Irish passenger levels rose by 115% in January compared to the same month last year when Omicron-related travel restrictions halted recovery. The UK had the highest increase, rising year-on-year by 128%, with Cyprus coming in third, increasing by 111%.
According to the ACI, recovery was largely driven by international travel, which rose by over 85%, with domestic travel expanding at a notably lower pace.
Roughly "42% of Europe's airports have now recovered their pre-pandemic traffic volumes," said ACI Europe Director General Olivier Jankovec, adding the group expects more airports "to hit the same milestone in the coming months."
"Continued capacity expansion by ultra-Low Cost Carriers and the recent lifting of pre-departure testing requirements for travellers from China should keep driving the recovery forward for airports.”
Across airports with 10 to 25 million passengers annually, Dublin airport reported one of the strongest annual recoveries, with passenger traffic rising by 113.5% in January compared with the same month last year, trailing behind Stansted, Gatwick, Rome and Manchester.
Among airports with less than 5 million passengers per year, Cork airport also reported one of the strongest recoveries, with passenger numbers rising annually by 146.6%, closely following Leeds, Nuremberg, Dresden and Florence.

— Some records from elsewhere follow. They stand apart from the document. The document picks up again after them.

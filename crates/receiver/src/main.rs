//! # LogTracer Receiver
//!
//! Observador do sender: conecta via WebSocket e exibe cada frame com data e
//! hora (modo texto) ou plota o histórico das chaves escolhidas (`--chart`),
//! opcionalmente gravando as linhas em arquivo.
//!
//! ## Uso
//! ```bash
//! logtracer_receiver                              # URL do config.toml
//! logtracer_receiver ws://192.168.1.50:81         # URL explícita
//! logtracer_receiver --keys temp,humidity         # Só as chaves indicadas
//! logtracer_receiver --save sessao.txt            # Grava as linhas exibidas
//! logtracer_receiver --chart --keys temp          # Gráficos (eframe/egui)
//! ```

mod dashboard;
mod history;
mod log_view;
mod net_thread;

use chrono::Local;
use dashboard::ChartDashboard;
use log_view::{LineFormatter, LogFile};
use logtracer_core::config::AppConfig;
use net_thread::NetEvent;
use std::path::Path;
use std::time::Duration;
use tracing::{error, info, warn};

fn main() {
    // ── Logging ──
    tracing_subscriber::fmt()
        .with_env_filter(
            tracing_subscriber::EnvFilter::try_from_default_env()
                .unwrap_or_else(|_| "info".into()),
        )
        .init();

    // ── Config ──
    let config_path = AppConfig::default_path();
    let mut config = AppConfig::load(&config_path);

    if !config_path.exists() {
        let _ = config.save(&config_path);
    }

    apply_args(&mut config, std::env::args().skip(1));
    for problem in config.validate() {
        warn!("Config: {problem}");
    }
    let recv_cfg = config.receiver;

    let mut log_file = if recv_cfg.save_path.is_empty() {
        None
    } else {
        match LogFile::open(Path::new(&recv_cfg.save_path)) {
            Ok(file) => {
                info!("Gravando linhas em {}", recv_cfg.save_path);
                Some(file)
            }
            Err(e) => {
                warn!("Não foi possível abrir {}: {e}", recv_cfg.save_path);
                None
            }
        }
    };

    // ── Thread de rede ──
    let reconnect = Duration::from_secs_f64(recv_cfg.reconnect_secs.clamp(0.1, 60.0));
    let rx = net_thread::spawn_receiver_thread(recv_cfg.url.clone(), reconnect);
    info!("Conectando a {}...", recv_cfg.url);

    if recv_cfg.chart {
        let app = ChartDashboard::new(
            rx,
            recv_cfg.url,
            recv_cfg.keys,
            recv_cfg.history_size,
            log_file,
        );
        if let Err(e) = dashboard::run(app) {
            error!("Falha na janela de gráficos: {e}");
            std::process::exit(1);
        }
        return;
    }

    let formatter = LineFormatter::new(recv_cfg.keys);

    // ── Loop de exibição ──
    for event in rx.iter() {
        match event {
            NetEvent::Connected => info!("Status: conectado"),
            NetEvent::Disconnected(reason) => warn!("Status: desconectado ({reason})"),
            NetEvent::Frame(msg) => {
                let lines = formatter.format(&Local::now().naive_local(), &msg);
                for line in &lines {
                    println!("{line}");
                }
                if let Some(file) = log_file.as_mut() {
                    if let Err(e) = file.append(&lines) {
                        warn!("Erro ao gravar log: {e}");
                    }
                }
            }
        }
    }
}

/// Sobrepõe a config com os argumentos da linha de comando.
fn apply_args(config: &mut AppConfig, mut args: impl Iterator<Item = String>) {
    while let Some(arg) = args.next() {
        match arg.as_str() {
            "--keys" => {
                if let Some(list) = args.next() {
                    config.receiver.keys = list
                        .split(',')
                        .map(str::trim)
                        .filter(|k| !k.is_empty())
                        .map(String::from)
                        .collect();
                }
            }
            "--chart" => config.receiver.chart = true,
            "--save" => {
                if let Some(path) = args.next() {
                    config.receiver.save_path = path;
                }
            }
            url if url.starts_with("ws://") || url.starts_with("wss://") => {
                config.receiver.url = url.to_string();
            }
            other => warn!("Argumento ignorado: {other}"),
        }
    }
}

The EU+ Market, which includes the European Union, the UK, Switzerland and EEA countries, led the growth with passenger traffic growing 82% in January compared with the same month last year.
When compared with January 2019, passenger traffic in 2023 stood at -11%, the best monthly performance and thus closest to a full recovery since the start of the COVID-19 pandemic.
Compared with pre-pandemic levels, 11 national markets achieved or exceeded a full recovery at the start of this year, with airports in Portugal and Cyprus ranked first, with Slovakia, Slovenia, the Czech Republic and Germany at the bottom.
Istanbul reclaimed its status as the busiest European airport in January with 5.64 million passengers, followed by London-Heathrow Paris-CDG, Madrid and Amsterdam-Schiphol.